By Donella Meadows
–May 1, 1997–
OK, that’s it.
I’ve heard that “science versus emotion” taunt just once too often.
Nuclear power proponents toss it out like a grenade to silence people who are “irrationally” worried about radioactivity. This is an industry whose wastes will be deadly for thousands of years after the last “scientific” spokesman accuses the last worried citizen of unjustified “emotion.”
Food industry leaders have long accused us of hysteria when we object to additives and pesticides in our suppers. They’re right, of course. Not wanting to eat poisonous chemicals IS an emotional thing. One can get quite worked up about it.
The chemical industry is now aiming its “emotion” charge at Theo Colborn, who crusades against chemicals that masquerade as hormones. She exaggerates, they say. She lets her emotions distort the science, they say, as they sweep off the table the hundreds of scientific papers she has collected to make her case.
The straw that has broken my patience is the recent testimony of foresters from the Champion International logging company, fighting a proposed Vermont law to ban aerial spraying with herbicides. “We are not a bunch of crackpots out making uninformed decisions,” said Donald Tase, Champion’s district manager. Said forester Stephen Richardson, “I am pleading with you to listen to science … and not get caught up in emotion.”
Shortly after Champion claimed science for its side, I listened to a panel of three biologists and a toxicologist discuss herbicide spraying. They concluded that science does not know what the effects will be. No one knows exactly what herbicides do to breeding places, food supplies or population balances of the creatures that live in the forest. We don’t know how chemicals that drift or run off into streams will affect aquatic life. We don’t know what will happen to soil microbes. Probably, the panel said, these ecosystem impacts will be of greater concern than toxicity to humans — but that’s a guess.
They did list some certainties. The clearcuts that precede herbicide spraying definitely cause huge losses of soil nutrients. Those nutrients wash into and affect life in waterways, already disrupted because clearcuts change runoff patterns. There is no doubt that wiping out all plants disrupts populations of forest animals. And we know that some of the chemicals mixed with herbicides to make them more soluble, more sticky, or more stable, are actually more toxic to animals, including humans, than the herbicides themselves.
Science helps spell out certainties and uncertainties, but it isn’t the job of science to decide what to do. That takes a little “emotion,” or maybe we could say “values,” or even “common sense.” Is it rational, given ignorance of the consequences, to spray chemicals over hundreds or thousands of acres? Is the purpose for doing so — to turn a multi-species forest into a plantation for the two kinds of trees industry values, so that our toilet paper will be cheaper — worth any risk? How much risk? To whom? Who should decide?
It would be helpful if, as we debate the answers to such questions, we could admit that there is a little science and lots of emotion on all sides.
The public is indeed too ignorant of science and too leery of chemicals, though given past unfortunate experiences with chemicals that corporate and government scientists told us were harmless, we have a rational basis for our leeriness. And there are plenty of scientists arguing on the side of caution.

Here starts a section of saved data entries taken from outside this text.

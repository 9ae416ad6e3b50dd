use argon2::{password_hash::SaltString, Argon2, PasswordHash, PasswordHasher, PasswordVerifier};
use chrono::Duration;
use once_cell::sync::Lazy;
use rand::RngCore;
use sha2::{Digest, Sha256};

/// Password reset tokens expire one hour after issue.
pub fn reset_token_ttl() -> Duration {
    Duration::hours(1)
}

/// Hash a password with Argon2id and a fresh salt, as a PHC string.
pub fn hash_password(password: &str) -> Result<String, argon2::password_hash::Error> {
    let salt = SaltString::generate(&mut rand::thread_rng());
    let hash = Argon2::default().hash_password(password.as_bytes(), &salt)?;
    Ok(hash.to_string())
}

/// False on mismatch and on unparseable stored hashes.
pub fn verify_password(password: &str, stored_hash: &str) -> bool {
    let Ok(parsed) = PasswordHash::new(stored_hash) else {
        return false;
    };
    Argon2::default()
        .verify_password(password.as_bytes(), &parsed)
        .is_ok()
}

static DUMMY_HASH: Lazy<String> =
    Lazy::new(|| hash_password("locker-unknown-account").unwrap_or_default());

/// Spends the same Argon2 work as a real check when no account matches,
/// so unknown emails cannot be told apart by response time. Always false.
pub fn verify_against_dummy(password: &str) -> bool {
    verify_password(password, &DUMMY_HASH);
    false
}

/// Random URL-safe reset token (hex, 256 bits).
pub fn generate_reset_token() -> String {
    let mut bytes = [0u8; 32];
    rand::thread_rng().fill_bytes(&mut bytes);
    bytes.iter().map(|b| format!("{:02x}", b)).collect()
}

/// Only the digest of a reset token is stored.
pub fn hash_reset_token(token: &str) -> String {
    let mut hasher = Sha256::new();
    hasher.update(token.as_bytes());
    format!("{:x}", hasher.finalize())
}
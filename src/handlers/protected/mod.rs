// handlers/protected/mod.rs - Protected handlers (JWT authentication required)
//
// Security Level: JWT Authentication Required
// Route Prefix: /api/auth/me, /api/catalog/*
// Middleware: jwt_auth_middleware injects AuthUser, reloaded from the store

pub mod auth; // Current user
pub mod catalog; // Topics, materials, tools, categories, source code
// Input validation for signup and password reset

use std::collections::HashMap;

/// Default password minimum length
pub const MIN_PASSWORD_LENGTH: usize = 8;

pub const MAX_NAME_LENGTH: usize = 100;

/// Lower-cases and trims an email so lookups are case-insensitive.
pub fn normalize_email(email: &str) -> String {
    email.trim().to_lowercase()
}

pub fn validate_email_format(email: &str) -> Result<(), String> {
    if email.is_empty() {
        return Err("Email cannot be empty".to_string());
    }

    let parts: Vec<&str> = email.split('@').collect();
    if parts.len() != 2 || parts[0].is_empty() || parts[1].is_empty() {
        return Err("Invalid email format".to_string());
    }

    let domain = parts[1];
    if !domain.contains('.') || domain.starts_with('.') || domain.ends_with('.') {
        return Err("Invalid email format".to_string());
    }

    if email.chars().any(char::is_whitespace) {
        return Err("Invalid email format".to_string());
    }

    Ok(())
}

pub fn validate_password(password: &str) -> Result<(), String> {
    if password.chars().count() < MIN_PASSWORD_LENGTH {
        return Err(format!("Password must be at least {} characters", MIN_PASSWORD_LENGTH));
    }
    Ok(())
}

pub fn validate_name(name: &str) -> Result<(), String> {
    let name = name.trim();
    if name.is_empty() {
        return Err("Name cannot be empty".to_string());
    }
    if name.chars().count() > MAX_NAME_LENGTH {
        return Err(format!("Name must be at most {} characters", MAX_NAME_LENGTH));
    }
    Ok(())
}

/// Collects per-field failures for a signup profile; empty when valid.
pub fn validate_signup(name: &str, email: &str, password: &str) -> HashMap<String, String> {
    let mut field_errors = HashMap::new();
    if let Err(e) = validate_name(name) {
        field_errors.insert("name".to_string(), e);
    }
    if let Err(e) = validate_email_format(&normalize_email(email)) {
        field_errors.insert("email".to_string(), e);
    }
    if let Err(e) = validate_password(password) {
        field_errors.insert("password".to_string(), e);
    }
    field_errors
}
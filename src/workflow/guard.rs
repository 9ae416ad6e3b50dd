//! The close guard. Pure and recomputed on every close attempt and every
//! permission edit; its result is never stored.

use std::collections::BTreeMap;

use uuid::Uuid;

use crate::types::{PermissionFlags, Role, UserView};
use crate::workflow::state::WorkflowState;

#[derive(Debug, Clone, PartialEq, Eq)]
pub enum CloseDecision {
    Allow,
    /// Admins left without any permission, reminder user first.
    Block { offenders: Vec<Uuid> },
    /// Nothing is blocking but drafts would be lost.
    PromptSave,
}

/// What an admin can do as the operator currently sees it: the draft when
/// one exists, otherwise the persisted value. The two are never merged.
pub fn effective_flags(user: &UserView, drafts: &BTreeMap<Uuid, PermissionFlags>) -> PermissionFlags {
    if user.is_seed {
        return PermissionFlags::ALL;
    }
    drafts
        .get(&user.id)
        .copied()
        .unwrap_or_else(|| user.permissions.effective())
}

pub fn evaluate_close(state: &WorkflowState, users: &[UserView]) -> CloseDecision {
    let mut offenders = Vec::new();

    if let Some(reminder) = &state.reminder {
        let flags = match users.iter().find(|u| u.id == reminder.user_id) {
            Some(user) => Some(effective_flags(user, &state.drafts)),
            None => state.drafts.get(&reminder.user_id).copied(),
        };
        if flags.is_some_and(|f| !f.any()) {
            offenders.push(reminder.user_id);
        }
    }

    for user in users.iter().filter(|u| u.role == Role::Admin && !u.is_seed) {
        if !effective_flags(user, &state.drafts).any() && !offenders.contains(&user.id) {
            offenders.push(user.id);
        }
    }

    if !offenders.is_empty() {
        CloseDecision::Block { offenders }
    } else if state.has_drafts() {
        CloseDecision::PromptSave
    } else {
        CloseDecision::Allow
    }
}

/// Message shown while the close is blocked.
pub fn blocked_message(offenders: &[Uuid], state: &WorkflowState, users: &[UserView]) -> String {
    let names: Vec<String> = offenders
        .iter()
        .map(|id| {
            users
                .iter()
                .find(|u| u.id == *id)
                .map(|u| u.name.clone())
                .or_else(|| {
                    state
                        .reminder
                        .as_ref()
                        .filter(|r| r.user_id == *id)
                        .map(|r| r.user_name.clone())
                })
                .unwrap_or_else(|| id.to_string())
        })
        .collect();

    format!(
        "Give {} at least one permission (add, edit or delete) before closing",
        names.join(", ")
    )
}
//! Client side of the admin permission workflow: an HTTP client for the API
//! and a cached directory of users built on top of it.

pub mod directory;
pub mod http;

use async_trait::async_trait;
use thiserror::Error;
use uuid::Uuid;

use crate::types::{PermissionFlags, UserView};

pub use directory::AdminDirectory;
pub use http::LockerClient;

#[derive(Debug, Error)]
pub enum ClientError {
    #[error("Network error: {0}")]
    Network(String),

    /// The server answered with an error envelope.
    #[error("{message}")]
    Api {
        status: u16,
        code: String,
        message: String,
    },

    #[error("Unexpected response: {0}")]
    Decode(String),

    #[error("Not logged in")]
    NotAuthenticated,
}

impl ClientError {
    pub fn code(&self) -> Option<&str> {
        match self {
            ClientError::Api { code, .. } => Some(code),
            _ => None,
        }
    }
}

impl From<reqwest::Error> for ClientError {
    fn from(err: reqwest::Error) -> Self {
        if err.is_decode() {
            ClientError::Decode(err.to_string())
        } else {
            ClientError::Network(err.to_string())
        }
    }
}

/// The admin endpoints the access workflow depends on.
#[async_trait]
pub trait AdminApi: Send + Sync {
    async fn current_user(&self) -> Result<UserView, ClientError>;

    async fn list_users(&self, order_by: Option<&str>) -> Result<Vec<UserView>, ClientError>;

    async fn make_admin(
        &self,
        user_id: Uuid,
        permissions: Option<PermissionFlags>,
    ) -> Result<UserView, ClientError>;

    async fn revoke_admin(&self, user_id: Uuid) -> Result<UserView, ClientError>;

    async fn update_permissions(
        &self,
        user_id: Uuid,
        permissions: PermissionFlags,
    ) -> Result<UserView, ClientError>;
}
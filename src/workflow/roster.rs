use serde::Serialize;
use uuid::Uuid;

use crate::policy;
use crate::types::{PermissionFlags, Role, UserView};
use crate::workflow::guard::effective_flags;
use crate::workflow::reducer::Context;
use crate::workflow::state::{HighlightTone, WorkflowState};

/// One line of the access-management table, as the viewer should see it.
#[derive(Debug, Clone, PartialEq, Serialize)]
pub struct RosterRow {
    pub user_id: Uuid,
    pub name: String,
    pub email: String,
    pub role: Role,
    pub is_seed: bool,
    pub is_self: bool,
    pub role_selector_enabled: bool,
    pub permissions_editable: bool,
    /// Draft if any, else persisted; the seed always shows every flag.
    pub flags: PermissionFlags,
    pub dirty: bool,
    pub new_admin: bool,
    pub highlight: Option<HighlightTone>,
}

pub fn roster(state: &WorkflowState, ctx: &Context<'_>) -> Vec<RosterRow> {
    ctx.users.iter().map(|user| row(state, ctx.viewer, user)).collect()
}

fn row(state: &WorkflowState, viewer: &UserView, user: &UserView) -> RosterRow {
    RosterRow {
        user_id: user.id,
        name: user.name.clone(),
        email: user.email.clone(),
        role: user.role,
        is_seed: user.is_seed,
        is_self: user.id == viewer.id,
        role_selector_enabled: policy::authorize_role_change(viewer, user).is_ok(),
        permissions_editable: policy::permissions_editable(viewer, user),
        flags: effective_flags(user, &state.drafts),
        dirty: state.drafts.contains_key(&user.id),
        new_admin: state.reminder.as_ref().is_some_and(|r| r.user_id == user.id),
        highlight: state.is_highlighted(user.id),
    }
}

#[cfg(test)]
mod tests {
    use super::*;
    use crate::types::Permissions;
    use chrono::Utc;

    fn user(name: &str, role: Role, permissions: Permissions, is_seed: bool) -> UserView {
        UserView {
            id: Uuid::new_v4(),
            email: format!("{}@example.com", name.to_lowercase()),
            name: name.to_string(),
            role,
            permissions,
            is_seed,
            created_at: Utc::now(),
        }
    }

    #[test]
    fn non_seed_admin_sees_everything_disabled() {
        let seed = user("Seed", Role::Admin, Permissions::FullAccess, true);
        let admin = user("Ann", Role::Admin, Permissions::Granted(PermissionFlags::new(true, false, false)), false);
        let member = user("Max", Role::User, Permissions::FullAccess, false);
        let users = vec![seed, admin.clone(), member];

        let rows = roster(&WorkflowState::new(), &Context::new(&admin, &users));
        let own = rows.iter().find(|r| r.is_self).unwrap();
        assert!(!own.role_selector_enabled);
        assert!(rows.iter().all(|r| !r.role_selector_enabled && !r.permissions_editable));
    }

    #[test]
    fn seed_sees_others_enabled_but_not_itself() {
        let seed = user("Seed", Role::Admin, Permissions::Granted(PermissionFlags::NONE), true);
        let admin = user("Ann", Role::Admin, Permissions::FullAccess, false);
        let member = user("Max", Role::User, Permissions::FullAccess, false);
        let users = vec![seed.clone(), admin, member];

        let rows = roster(&WorkflowState::new(), &Context::new(&seed, &users));
        assert!(!rows[0].role_selector_enabled);
        assert!(!rows[0].permissions_editable);
        assert_eq!(rows[0].flags, PermissionFlags::ALL);

        assert!(rows[1].role_selector_enabled && rows[1].permissions_editable);
        assert_eq!(rows[1].flags, PermissionFlags::ALL);
        assert!(rows[2].role_selector_enabled && !rows[2].permissions_editable);
    }

    #[test]
    fn drafts_mark_rows_dirty() {
        let seed = user("Seed", Role::Admin, Permissions::FullAccess, true);
        let admin = user("Ann", Role::Admin, Permissions::FullAccess, false);
        let users = vec![seed.clone(), admin.clone()];
        let mut state = WorkflowState::new();
        state.drafts.insert(admin.id, PermissionFlags::new(false, false, true));

        let rows = roster(&state, &Context::new(&seed, &users));
        assert!(rows[1].dirty);
        assert_eq!(rows[1].flags, PermissionFlags::new(false, false, true));
    }
}
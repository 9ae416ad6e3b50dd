use std::collections::HashMap;
use std::sync::Arc;

use chrono::Utc;
use serde::{Deserialize, Serialize};
use tracing::{info, warn};
use uuid::Uuid;

use crate::auth::password::{
    generate_reset_token, hash_password, hash_reset_token, reset_token_ttl, verify_against_dummy,
    verify_password,
};
use crate::auth::validate::{normalize_email, validate_password, validate_signup};
use crate::auth::{generate_jwt, validate_jwt, Claims, JwtError};
use crate::config::AppConfig;
use crate::database::models::UserRecord;
use crate::database::{StoreError, UserStore};
use crate::types::{Role, UserView};

pub const RESET_REQUESTED_MESSAGE: &str =
    "If an account exists for that email, a password reset link has been sent";

#[derive(Debug, thiserror::Error)]
pub enum AuthError {
    /// Unknown email and wrong password are deliberately indistinguishable.
    #[error("Invalid email or password")]
    InvalidCredentials,
    #[error("Email already registered: {0}")]
    DuplicateEmail(String),
    #[error("Validation failed")]
    Validation(HashMap<String, String>),
    #[error("Invalid or expired reset token")]
    InvalidOrExpiredToken,
    #[error("{0}")]
    Unauthorized(String),
    #[error("Password hashing failed: {0}")]
    Hashing(String),
    #[error(transparent)]
    Token(#[from] JwtError),
    #[error(transparent)]
    Store(#[from] StoreError),
}

/// Token plus the account it was issued for.
#[derive(Debug, Clone, Serialize, Deserialize)]
pub struct AuthSession {
    pub token: String,
    pub expires_in: i64,
    pub user: UserView,
}

#[derive(Debug, Clone, Serialize, Deserialize)]
pub struct ForgotPasswordOutcome {
    pub message: String,
    #[serde(default, skip_serializing_if = "Option::is_none")]
    pub reset_token: Option<String>,
}

pub struct AuthService {
    users: Arc<dyn UserStore>,
    config: Arc<AppConfig>,
}

impl AuthService {
    pub fn new(users: Arc<dyn UserStore>, config: Arc<AppConfig>) -> Self {
        Self { users, config }
    }

    pub async fn login(&self, email: &str, password: &str) -> Result<AuthSession, AuthError> {
        if email.trim().is_empty() || password.is_empty() {
            let mut field_errors = HashMap::new();
            field_errors.insert("email".to_string(), "Email and password are required".to_string());
            return Err(AuthError::Validation(field_errors));
        }

        let email = normalize_email(email);
        let Some(user) = self.users.find_user_by_email(&email).await? else {
            verify_against_dummy(password);
            warn!("Login failed for unknown email {}", email);
            return Err(AuthError::InvalidCredentials);
        };

        if !verify_password(password, &user.password_hash) {
            warn!("Login failed for {}: wrong password", email);
            return Err(AuthError::InvalidCredentials);
        }

        info!("User {} logged in", user.id);
        self.issue(&user)
    }

    pub async fn signup(&self, name: &str, email: &str, password: &str) -> Result<AuthSession, AuthError> {
        let field_errors = validate_signup(name, email, password);
        if !field_errors.is_empty() {
            return Err(AuthError::Validation(field_errors));
        }

        let email = normalize_email(email);
        let role = if self.config.security.is_seed_email(&email) {
            Role::Admin
        } else {
            Role::User
        };
        let password_hash = hash_password(password).map_err(|e| AuthError::Hashing(e.to_string()))?;

        let record = UserRecord::new(name.trim().to_string(), email.clone(), password_hash, role);
        let user = match self.users.insert_user(record).await {
            Ok(user) => user,
            Err(StoreError::Duplicate(_)) => return Err(AuthError::DuplicateEmail(email)),
            Err(e) => return Err(e.into()),
        };

        info!("Registered user {} with role {}", user.id, user.role);
        self.issue(&user)
    }

    /// Resolves a bearer token to the current state of its account.
    pub async fn authenticate(&self, token: &str) -> Result<UserView, AuthError> {
        let claims = validate_jwt(token, &self.config.security.jwt_secret).map_err(|e| match e {
            JwtError::InvalidToken(_) => AuthError::Unauthorized("Invalid or expired token".to_string()),
            other => AuthError::Token(other),
        })?;
        self.me(claims.sub).await
    }

    pub async fn me(&self, user_id: Uuid) -> Result<UserView, AuthError> {
        match self.users.find_user(user_id).await? {
            Some(user) => Ok(user.to_view(&self.config.security)),
            None => Err(AuthError::Unauthorized("User no longer exists".to_string())),
        }
    }

    pub async fn forgot_password(&self, email: &str) -> Result<ForgotPasswordOutcome, AuthError> {
        let email = normalize_email(email);
        let mut reset_token = None;

        if let Some(user) = self.users.find_user_by_email(&email).await? {
            let token = generate_reset_token();
            let expires_at = Utc::now() + reset_token_ttl();
            self.users
                .set_reset_token(user.id, Some(hash_reset_token(&token)), Some(expires_at))
                .await?;

            info!("Password reset requested for {}; token {}", email, token);
            if self.config.security.expose_reset_token {
                reset_token = Some(token);
            }
        } else {
            info!("Password reset requested for unknown email {}", email);
        }

        Ok(ForgotPasswordOutcome {
            message: RESET_REQUESTED_MESSAGE.to_string(),
            reset_token,
        })
    }

    pub async fn reset_password(&self, token: &str, new_password: &str) -> Result<(), AuthError> {
        if let Err(e) = validate_password(new_password) {
            let mut field_errors = HashMap::new();
            field_errors.insert("password".to_string(), e);
            return Err(AuthError::Validation(field_errors));
        }

        let digest = hash_reset_token(token.trim());
        let user = self
            .users
            .consume_reset_token(&digest, Utc::now())
            .await?
            .ok_or(AuthError::InvalidOrExpiredToken)?;

        let password_hash = hash_password(new_password).map_err(|e| AuthError::Hashing(e.to_string()))?;
        self.users.update_password(user.id, password_hash).await?;
        info!("Password reset completed for user {}", user.id);
        Ok(())
    }

    fn issue(&self, user: &UserRecord) -> Result<AuthSession, AuthError> {
        let claims = Claims::new(user.id, user.email.clone(), user.role);
        let token = generate_jwt(&claims, &self.config.security.jwt_secret)?;
        Ok(AuthSession {
            token,
            expires_in: claims.expires_in(),
            user: user.to_view(&self.config.security),
        })
    }
}
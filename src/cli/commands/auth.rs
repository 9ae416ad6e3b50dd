use std::io::{self, BufRead, Write};

use clap::Subcommand;
use serde_json::json;

use crate::cli::config::{load_session, save_session};
use crate::cli::utils::{describe_permissions, output_client_error, output_success};
use crate::cli::OutputFormat;
use crate::client::AdminApi;

#[derive(Subcommand)]
pub enum AuthCommands {
    #[command(about = "Login to server")]
    Login {
        #[arg(help = "Email address")]
        email: String,
        #[arg(long, help = "Password (will prompt if not provided)")]
        password: Option<String>,
        #[arg(long, help = "Server URL to remember for later commands")]
        server: Option<String>,
    },

    #[command(about = "Forget the saved token")]
    Logout,

    #[command(about = "Show current user information")]
    Whoami,

    #[command(about = "Create an account and log in")]
    Signup {
        #[arg(help = "Display name")]
        name: String,
        #[arg(help = "Email address")]
        email: String,
        #[arg(long, help = "Password (will prompt if not provided)")]
        password: Option<String>,
        #[arg(long, help = "Server URL to remember for later commands")]
        server: Option<String>,
    },

    #[command(about = "Request a password reset")]
    Forgot {
        #[arg(help = "Email address")]
        email: String,
    },

    #[command(about = "Set a new password using a reset token")]
    Reset {
        #[arg(help = "Reset token")]
        token: String,
        #[arg(long, help = "New password (will prompt if not provided)")]
        password: Option<String>,
    },
}

pub async fn handle(cmd: AuthCommands, output_format: OutputFormat) -> anyhow::Result<()> {
    let mut session = load_session()?;

    match cmd {
        AuthCommands::Login { email, password, server } => {
            if server.is_some() {
                session.server_url = server;
            }
            let password = password_or_prompt(password)?;
            let mut client = session.client()?;
            match client.login(&email, &password).await {
                Ok(auth) => {
                    session.store_login(&auth.user.email, &auth.token);
                    save_session(&session)?;
                    output_success(
                        &output_format,
                        &format!("Logged in as {} ({})", auth.user.email, auth.user.role),
                        Some(json!({ "user": auth.user, "expires_in": auth.expires_in })),
                    )
                }
                Err(e) => output_client_error(&output_format, &e),
            }
        }
        AuthCommands::Logout => {
            session.clear_login();
            save_session(&session)?;
            output_success(&output_format, "Logged out", None)
        }
        AuthCommands::Whoami => {
            let client = session.client()?;
            match client.current_user().await {
                Ok(user) => {
                    let message = format!(
                        "{} <{}> role={} permissions={}{}",
                        user.name,
                        user.email,
                        user.role,
                        describe_permissions(&user),
                        if user.is_seed { " (seed admin)" } else { "" }
                    );
                    output_success(&output_format, &message, Some(json!({ "user": user })))
                }
                Err(e) => output_client_error(&output_format, &e),
            }
        }
        AuthCommands::Signup { name, email, password, server } => {
            if server.is_some() {
                session.server_url = server;
            }
            let password = password_or_prompt(password)?;
            let mut client = session.client()?;
            match client.signup(&name, &email, &password).await {
                Ok(auth) => {
                    session.store_login(&auth.user.email, &auth.token);
                    save_session(&session)?;
                    output_success(
                        &output_format,
                        &format!("Account created for {}", auth.user.email),
                        Some(json!({ "user": auth.user })),
                    )
                }
                Err(e) => output_client_error(&output_format, &e),
            }
        }
        AuthCommands::Forgot { email } => {
            let client = session.client()?;
            match client.forgot_password(&email).await {
                Ok(outcome) => {
                    let data = outcome.reset_token.as_ref().map(|t| json!({ "reset_token": t }));
                    if let (OutputFormat::Text, Some(token)) = (&output_format, &outcome.reset_token) {
                        println!("Reset token: {}", token);
                    }
                    output_success(&output_format, &outcome.message, data)
                }
                Err(e) => output_client_error(&output_format, &e),
            }
        }
        AuthCommands::Reset { token, password } => {
            let password = password_or_prompt(password)?;
            let client = session.client()?;
            match client.reset_password(&token, &password).await {
                Ok(()) => output_success(&output_format, "Password updated, log in again", None),
                Err(e) => output_client_error(&output_format, &e),
            }
        }
    }
}

fn password_or_prompt(password: Option<String>) -> anyhow::Result<String> {
    if let Some(password) = password {
        return Ok(password);
    }
    print!("Password: ");
    io::stdout().flush()?;
    let mut line = String::new();
    io::stdin().lock().read_line(&mut line)?;
    let password = line.trim_end_matches(['\r', '\n']).to_string();
    if password.is_empty() {
        anyhow::bail!("Password is required");
    }
    Ok(password)
}
use std::sync::Arc;
use std::time::Duration;

use sqlx::{postgres::PgPoolOptions, PgPool};
use tracing::{info, warn};

use crate::config::DatabaseConfig;
use crate::database::memory::MemoryStore;
use crate::database::postgres::PgStore;
use crate::database::store::{CatalogStore, StoreError, UserStore};

/// The two store handles the API works against.
#[derive(Clone)]
pub struct Stores {
    pub users: Arc<dyn UserStore>,
    pub catalog: Arc<dyn CatalogStore>,
}

impl Stores {
    pub fn memory() -> Self {
        let store = Arc::new(MemoryStore::new());
        Self {
            users: store.clone(),
            catalog: store,
        }
    }

    pub fn postgres(store: PgStore) -> Self {
        let store = Arc::new(store);
        Self {
            users: store.clone(),
            catalog: store,
        }
    }
}

/// Opens Postgres when a URL is configured, otherwise an in-memory store.
pub async fn open_stores(config: &DatabaseConfig) -> Result<Stores, StoreError> {
    match &config.url {
        Some(url) => {
            let pool = connect(url, config).await?;
            let store = PgStore::new(pool);
            store.ensure_schema().await?;
            Ok(Stores::postgres(store))
        }
        None => {
            warn!("DATABASE_URL not set; using in-memory store (data is lost on restart)");
            Ok(Stores::memory())
        }
    }
}

pub async fn connect(url: &str, config: &DatabaseConfig) -> Result<PgPool, StoreError> {
    let redacted = redact_url(url)?;

    let pool = PgPoolOptions::new()
        .max_connections(config.max_connections)
        .acquire_timeout(Duration::from_secs(config.connection_timeout))
        .connect(url)
        .await?;

    info!("Created database pool for: {}", redacted);
    Ok(pool)
}

/// Connection string with the password masked, for logs.
fn redact_url(raw: &str) -> Result<String, StoreError> {
    let mut url = url::Url::parse(raw).map_err(|_| StoreError::InvalidDatabaseUrl)?;
    if url.password().is_some() {
        url.set_password(Some("****"))
            .map_err(|_| StoreError::InvalidDatabaseUrl)?;
    }
    Ok(url.into())
}
// handlers/public/mod.rs - Public handlers (no authentication required)
//
// Token acquisition, password recovery and service metadata.
//
// Security Level: None
// Route Prefix: /api/auth/* plus / and /health
// Middleware: None

pub mod auth;
pub mod system;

Corporations can afford to hire excellent scientists, but the organizational driving force behind them is not the Search for Truth, nor the Stewardship of Creation, nor even the Welfare of the Human Race. Their goal is to make money, which is perfectly rational, until it gets pushed to the point of destroying life-support systems. That’s rationality gone over to greed and aggression — not the wimpy, tree-hugging emotions of fear or compassion so often contrasted with “science,” but emotions nonetheless, driven, let’s face it, by testosterone.
I would hate to bring up that sexist point, but the chemical companies have done it for me in the marketing of their products. I have here an ad from a farming magazine for an herbicide called Pursuit. It shows the cockpit of an attack plane as you would see it if you were the pilot, your leather-gloved hand at the throttle. “TAKE COMMAND,” says the headline. In smaller print: “Using PURSUIT puts you in command of the most advanced herbicide technology available.” Another ad shows a jug of herbicide draped with a cartridge belt. “Marksman drops Velvet Leaf like a shot.”
There are commercial pesticides named Arsenal, Bravo, Clout, Force, Impact, Karate, Lance, Lasso, Machete, Oust, Pounce, Prowl, Punch, Ramrod, Rapier, Rodeo, Roundup, Scout, Sting, Stomp, Whip. What is being sold here? Science? Rationality?
So, fellow citizens, let us vow never to permit that “science versus emotion” put-down to be used against us again. Let us note that it most likely comes from someone who is arguing not science, but self-interest, profits, power, short-term benefits for a few with long-term costs for the many. Let us use both our rational minds and our unexplainable ability to sense right and wrong and argue for the health of living communities with all the science and emotion we can muster.